TASK PROMPT =>
From the following material, say how many lines have "live" in them; write only the number.

Content starts

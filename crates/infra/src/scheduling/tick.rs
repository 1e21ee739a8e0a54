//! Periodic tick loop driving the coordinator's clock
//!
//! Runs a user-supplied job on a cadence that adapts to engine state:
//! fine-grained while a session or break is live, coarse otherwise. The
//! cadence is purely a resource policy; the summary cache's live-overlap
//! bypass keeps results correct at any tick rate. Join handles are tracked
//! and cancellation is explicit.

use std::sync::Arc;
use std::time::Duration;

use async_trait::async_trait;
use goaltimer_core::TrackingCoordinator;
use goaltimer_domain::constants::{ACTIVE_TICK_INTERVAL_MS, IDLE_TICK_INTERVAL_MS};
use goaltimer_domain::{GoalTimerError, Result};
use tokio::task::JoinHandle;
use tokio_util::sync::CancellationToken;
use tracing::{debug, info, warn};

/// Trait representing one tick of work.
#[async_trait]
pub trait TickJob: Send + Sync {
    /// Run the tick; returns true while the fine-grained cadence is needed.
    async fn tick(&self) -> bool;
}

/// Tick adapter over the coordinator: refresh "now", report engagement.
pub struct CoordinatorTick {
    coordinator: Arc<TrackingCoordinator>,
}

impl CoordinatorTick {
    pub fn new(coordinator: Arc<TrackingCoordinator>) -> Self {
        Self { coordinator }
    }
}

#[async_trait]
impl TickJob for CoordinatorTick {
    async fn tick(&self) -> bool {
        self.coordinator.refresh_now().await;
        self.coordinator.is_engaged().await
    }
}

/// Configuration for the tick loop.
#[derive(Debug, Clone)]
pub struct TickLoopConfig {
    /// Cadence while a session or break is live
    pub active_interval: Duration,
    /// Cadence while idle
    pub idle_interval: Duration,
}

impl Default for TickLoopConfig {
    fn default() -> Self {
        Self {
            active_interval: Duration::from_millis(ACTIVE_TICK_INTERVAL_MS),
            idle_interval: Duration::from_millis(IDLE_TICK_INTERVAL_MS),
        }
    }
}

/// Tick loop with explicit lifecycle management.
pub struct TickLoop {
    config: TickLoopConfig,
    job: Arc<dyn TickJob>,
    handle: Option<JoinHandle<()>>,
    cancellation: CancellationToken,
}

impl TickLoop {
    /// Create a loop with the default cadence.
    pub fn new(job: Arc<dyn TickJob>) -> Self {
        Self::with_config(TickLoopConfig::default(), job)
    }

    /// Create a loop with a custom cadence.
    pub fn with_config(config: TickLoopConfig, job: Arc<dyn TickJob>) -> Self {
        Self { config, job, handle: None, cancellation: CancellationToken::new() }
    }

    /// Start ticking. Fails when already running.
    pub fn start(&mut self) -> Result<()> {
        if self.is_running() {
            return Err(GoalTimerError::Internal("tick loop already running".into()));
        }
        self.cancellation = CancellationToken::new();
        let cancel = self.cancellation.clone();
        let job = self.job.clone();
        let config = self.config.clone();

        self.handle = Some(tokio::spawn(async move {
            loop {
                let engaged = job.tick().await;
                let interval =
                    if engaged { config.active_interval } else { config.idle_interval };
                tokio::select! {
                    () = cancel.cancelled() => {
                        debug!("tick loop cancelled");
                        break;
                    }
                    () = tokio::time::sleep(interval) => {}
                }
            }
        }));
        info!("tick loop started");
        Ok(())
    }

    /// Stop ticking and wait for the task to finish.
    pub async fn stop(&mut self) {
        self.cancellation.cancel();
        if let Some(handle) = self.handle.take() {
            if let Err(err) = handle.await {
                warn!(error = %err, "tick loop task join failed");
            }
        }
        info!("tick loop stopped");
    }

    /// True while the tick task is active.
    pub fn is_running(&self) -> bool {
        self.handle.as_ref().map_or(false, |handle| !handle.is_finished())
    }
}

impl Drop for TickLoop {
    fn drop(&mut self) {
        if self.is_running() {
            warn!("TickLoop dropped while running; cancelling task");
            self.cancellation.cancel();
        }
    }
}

Content ends
Content starts

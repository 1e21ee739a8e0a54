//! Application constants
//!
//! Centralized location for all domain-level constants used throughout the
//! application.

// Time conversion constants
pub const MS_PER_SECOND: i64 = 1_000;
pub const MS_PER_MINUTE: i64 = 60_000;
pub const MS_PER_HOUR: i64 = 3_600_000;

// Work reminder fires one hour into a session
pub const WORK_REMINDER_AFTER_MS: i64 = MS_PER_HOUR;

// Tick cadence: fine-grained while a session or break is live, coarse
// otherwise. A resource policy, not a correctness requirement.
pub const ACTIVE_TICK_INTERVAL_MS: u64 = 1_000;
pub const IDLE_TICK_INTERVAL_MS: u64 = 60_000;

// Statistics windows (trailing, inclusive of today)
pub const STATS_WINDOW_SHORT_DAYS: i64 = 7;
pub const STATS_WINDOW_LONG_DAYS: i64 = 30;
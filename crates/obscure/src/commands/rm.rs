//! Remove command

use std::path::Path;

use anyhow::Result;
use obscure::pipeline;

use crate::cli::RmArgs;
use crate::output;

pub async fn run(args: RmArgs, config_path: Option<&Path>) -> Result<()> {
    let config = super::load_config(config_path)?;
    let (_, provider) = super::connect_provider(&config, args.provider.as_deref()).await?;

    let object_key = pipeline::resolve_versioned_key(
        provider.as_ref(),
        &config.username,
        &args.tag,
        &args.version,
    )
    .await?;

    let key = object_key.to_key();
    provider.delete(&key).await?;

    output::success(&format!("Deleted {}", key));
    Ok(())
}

Content ends
Content starts

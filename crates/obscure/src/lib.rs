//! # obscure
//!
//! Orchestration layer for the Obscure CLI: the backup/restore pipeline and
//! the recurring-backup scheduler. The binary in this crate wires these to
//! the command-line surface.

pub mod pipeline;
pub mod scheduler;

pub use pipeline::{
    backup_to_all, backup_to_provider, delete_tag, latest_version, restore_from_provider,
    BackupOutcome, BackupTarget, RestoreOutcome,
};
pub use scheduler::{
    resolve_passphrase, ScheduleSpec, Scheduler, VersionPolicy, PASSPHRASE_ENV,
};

Content ends

PROBLEM SOLUTION =>
4